14 noviembre 2007

Olor a espliego

Hubo un tiempo en que fue cazador. Y lo fue por su gusto por la soledad, el campo, el juego y las piezas en la mesa. Así que no era un cazador de cuadrilla, ni de merendolas, ni de partidas, ni de vísperas de cañas, ni de copas a la vuelta… Él y su perra la Fary, solos, sin comida, sólo con una cantimplora de agua y de sol a sol, cazaban. Sólo caza menor a rabo, de perro se supone. Luego, las piezas, cuando las había, se comían en casa. Las dos ollas, rebosantes de aceite, una para el escabechado de liebres y otra para el escabechado de perdices, se iban reponiendo y gastando a lo largo de la temporada. Oye, qué cosa más rica. Eran tiempos en los que costaba menos matar una perdiz que lo que costaba una perdiz muerta. La caza era entonces un producto exclusivamente para la mesa.
La otra caza, la mayor, no existía todavía y cuando empezó a existir quedaba para los señoritos del todoterreno, el loden verde y los rifles con mira telescópica (especie entonces emergente) que, bien almorzados, se ponían en los puestos a las 11 de la mañana, a veces, hasta con la querida, a esperar que los ojeadores del pueblo y los de las rehalas les metieran los corzos o los jabalíes en los mismos morros. Y, luego, para colmo y tras valiente hazaña, mírale a un corzo a los ojos, parece que has matado a alguien de la familia. Si dicen que hasta lloran. Que no, que no, caza mayor no. Pero ahí estaba, el dinero no respeta nada.
La noche de antes se acostaba temprano pensando dónde estaría el bando de perdices de cada pago o donde dormiría la liebre aquella noche y cómo amanecería el día siguiente, pues en función del tiempo que hiciera iría a una parte o a otra y buscaría en unos lugares o en otros y entraría por las laderas más alto o más bajo o buscaría a la liebre en los baldíos o en los rastrojos o en los regueros… Las heladas, los vientos, la lluvia o la calma eran factores determinantes, el calor también, pero en otoño e invierno eran rarísimos los días de calor en la zona.
La Fary era su perra y lo fue hasta que murió de vieja con casi veinte años, ya sorda del todo, casi ciega y durmiendo en un flotador por la artrosis generalizada.
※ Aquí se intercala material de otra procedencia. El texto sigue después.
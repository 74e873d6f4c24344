#![forbid(unsafe_code)]

//! Poster composition: canvases, filters, shapes and auto-fitted text blocks.
//!
//! [`Image`] owns a premultiplied RGBA8 buffer and exposes the editing
//! operations. Text goes through the [`text`] engine, which is generic over
//! [`FontMetrics`] and [`TextSurface`] so layout can run without a raster.

pub mod codec;
pub mod color;
pub mod composite_cpu;
pub mod editor;
pub mod error;
pub mod filters;
pub mod geometry;
pub mod raster;
pub mod surface;
pub mod text;

pub use codec::ImageKind;
pub use color::{Rgb8, Rgba8};
pub use editor::{Image, InsertOptions, ShapeOptions};
pub use error::{PosterError, PosterResult};
pub use geometry::{FitPosition, ResizeMode};
pub use surface::{PixelRect, Surface};
pub use text::{
    Boundary, BoundingBox, FitSolver, FontCache, FontMetrics, HorizontalAlign, LayoutResult,
    LineBreaker, PlacedLine, TextExtents, TextOptions, TextRenderer, TextRun, TextStyle,
    TextSurface, VerticalAlign, WrappedLine,
};
use std::path::Path;

use rand::{Rng, SeedableRng, rngs::StdRng};

use crate::{
    color::{Rgb8, Rgba8},
    error::PosterResult,
    surface::PixelRect,
};

use super::{
    fit::FitSolver,
    layout::{LayoutResult, place},
    metrics::FontMetrics,
    model::{Boundary, BoundingBox, TextStyle},
};

const DEBUG_OPACITY: u8 = 50;

/// One line handed to the backend.
#[derive(Clone, Copy, Debug, PartialEq)]
pub struct TextRun<'a> {
    pub text: &'a str,
    pub font_file: &'a Path,
    pub font_size: u32,
    pub angle: f32,
    pub x: f32,
    pub baseline: f32,
    pub word_spacing: f32,
    pub color: Rgba8,
}

/// Drawing operations the text renderer needs from a canvas.
pub trait TextSurface {
    fn fill_rect(&mut self, rect: PixelRect, color: Rgba8) -> PosterResult<()>;
    fn draw_text(&mut self, run: &TextRun<'_>) -> PosterResult<()>;
}

/// Random light colour with every channel in `150..=255`.
pub fn pastel_color(seed: Option<u64>) -> Rgb8 {
    let mut rng = match seed {
        Some(seed) => StdRng::seed_from_u64(seed),
        None => StdRng::from_entropy(),
    };
    Rgb8::new(
        rng.gen_range(150..=255),
        rng.gen_range(150..=255),
        rng.gen_range(150..=255),
    )
}

pub struct TextRenderer<'a, M: ?Sized> {
    metrics: &'a M,
}

impl<'a, M: FontMetrics + ?Sized> TextRenderer<'a, M> {
    pub fn new(metrics: &'a M) -> Self {
        Self { metrics }
    }

    /// Fits and places `text` without drawing anything.
    pub fn layout(
        &self,
        text: &str,
        bbox: &BoundingBox,
        style: &TextStyle,
    ) -> PosterResult<LayoutResult> {
        let fit = FitSolver::new(self.metrics).fit(text, bbox, style)?;
        let mut layout = place(fit.lines, bbox, style, fit.font_size);
        layout.converged = fit.converged;
        Ok(layout)
    }

    #[tracing::instrument(skip(self, surface, text, style), fields(chars = text.len()))]
    pub fn draw<S: TextSurface + ?Sized>(
        &self,
        surface: &mut S,
        text: &str,
        bbox: &BoundingBox,
        style: &TextStyle,
    ) -> PosterResult<Boundary> {
        let layout = self.layout(text, bbox, style)?;
        let font_file = style.validate()?;

        if style.debug {
            let rect = PixelRect::new(
                i64::from(bbox.x),
                i64::from(bbox.y),
                bbox.width,
                bbox.height,
            );
            let pastel = pastel_color(style.debug_seed).with_opacity(DEBUG_OPACITY);
            surface.fill_rect(rect, pastel)?;
        }

        let color = style.color.with_opacity(style.opacity);
        for line in layout.lines.iter().filter(|l| !l.text.is_empty()) {
            surface.draw_text(&TextRun {
                text: &line.text,
                font_file,
                font_size: layout.font_size,
                angle: style.angle,
                x: line.x,
                baseline: line.baseline,
                word_spacing: line.word_spacing,
                color,
            })?;
        }

        tracing::debug!(
            font_size = layout.font_size,
            lines = layout.lines.len(),
            converged = layout.converged,
            "text block drawn"
        );
        Ok(layout.boundary)
    }
}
A la Fary su madre la parió en el monte del Marojal y, desde allí, llevó a la perra y a los otros cachorros de la camada uno tras de otro a la casa del Paquito de Riofrío, su amo. Al Paquito le pareció de muy buena señal y raza el gesto valiente y constante de la perra y le regaló al cazador a la cachorra última que trajo, esa fue la Fary.
La primera vez que el cazador sacó a la Fary al campo era aún muy pequeña y, además de asustarse de los tiros, se cansaba, por lo que el cazador la tenía que meter en un macuto que llevaba a la espalda y desde allí, con la cabeza fuera le acompañó en sus primeras experiencias de caza, curioseándolo todo desde su improvisada atalaya . Pero pronto espabiló y, como el cazador era en su afición solitaria tan constante como ella en acompañarle, aprendió a seguir el rastro de codornices, perdices, liebres y conejos y, si era posible a pararlos y marcarlos a muestra. Algunas veces su instinto era tan fuerte que, pese a la obediencia que el cazador le tenía impuesta, se adelantaba a las perdices y las levantaba fuera de tiro. Ella sabía que lo había hecho muy mal y temía volver al encuentro de su socio por el dolor presentido de la reprimenda. Sin embargo, cuando lo hacía bien, cobraba la perdiz y venía orgullosa a dársela en la mano a su amigo. Sabía que le aguardaba la felicitación y la caricia. La Fary adoraba al cazador.
Un día un chiquillo del pueblo se fue con el cazador y, admirado el chaval de que la perra le trajera las perdices a la mano, le preguntó que cómo le había enseñado a cobrarlas tan bien. El cazador, muy serio, le contó esta historia con mucho detalle y calma:
- Mira, majete, los perros cuando son cachorros corren detrás de todo lo que se mueve o les llama la atención. Hay que tener mucha paciencia con ellos pues lo mismo se quedan parados delante de una mariposa, que delante de una moñuda o de una alondra o de una perdiz… Así que hay que sacarles al campo y con mucha paciencia esperar que levanten, aunque sea al azar, una perdiz. Si disparas a la perdiz y ésta cae, el perro irá hacia ella corriendo y cuando la coja pues, guiado por su instinto, se pondrá como loco ante su primera perdiz e intentará comérsela. Tú no debes dejarle que lo haga de ninguna de las maneras, aunque te cueste un poco, debes de quitársela de la boca con mucho cuidado y sin pegarle. Luego te sientas tranquilamente en una piedra y, ante el perro, que no te quitará ojo ni a ti ni a la perdiz, te pones a pelarla. En esta operación hay que tener especial cuidado. Hay que pelarla muy bien, esmerándote en quitarle los cañones del cuello y de las puntas de las alas, que son los más duros, sin dejar uno. Bueno, pues una vez que tengas la perdiz totalmente pelada y bien pelada, ¿a que no sabes lo que hay que hacer?
- Pues no, ni idea, ¿qué hay que hacer?
- Echársela al perro para que se la coma. Y esperar a que se la coma toda, tranquilamente.
- Y eso, ¿para qué?
- Pero hombre, ¿es que no te das cuenta? Desde ese día, el perro te traerá todas las perdices que coja para que se las peles.
Con el paso del tiempo la Fary y su amo y, si me apuran, casi también las perdices desaparecieron del mapa de la caza. También, con el tiempo, el chico se dio cuenta de que el cazador le había tomado el pelo, pero la historia le encantó, no la olvidó jamás y guardó siempre en su memoria un rinconcillo con olor a espliego con el recuerdo del cazador y su perra la Fary.

2 comentarios:

Blasco Navalta. dijo...

bonita historia, me gusta si señor , un saludo Soros.

Soros dijo...

Gracias, hombre. Y perdona por no haber visto hasta ahora tu comentario.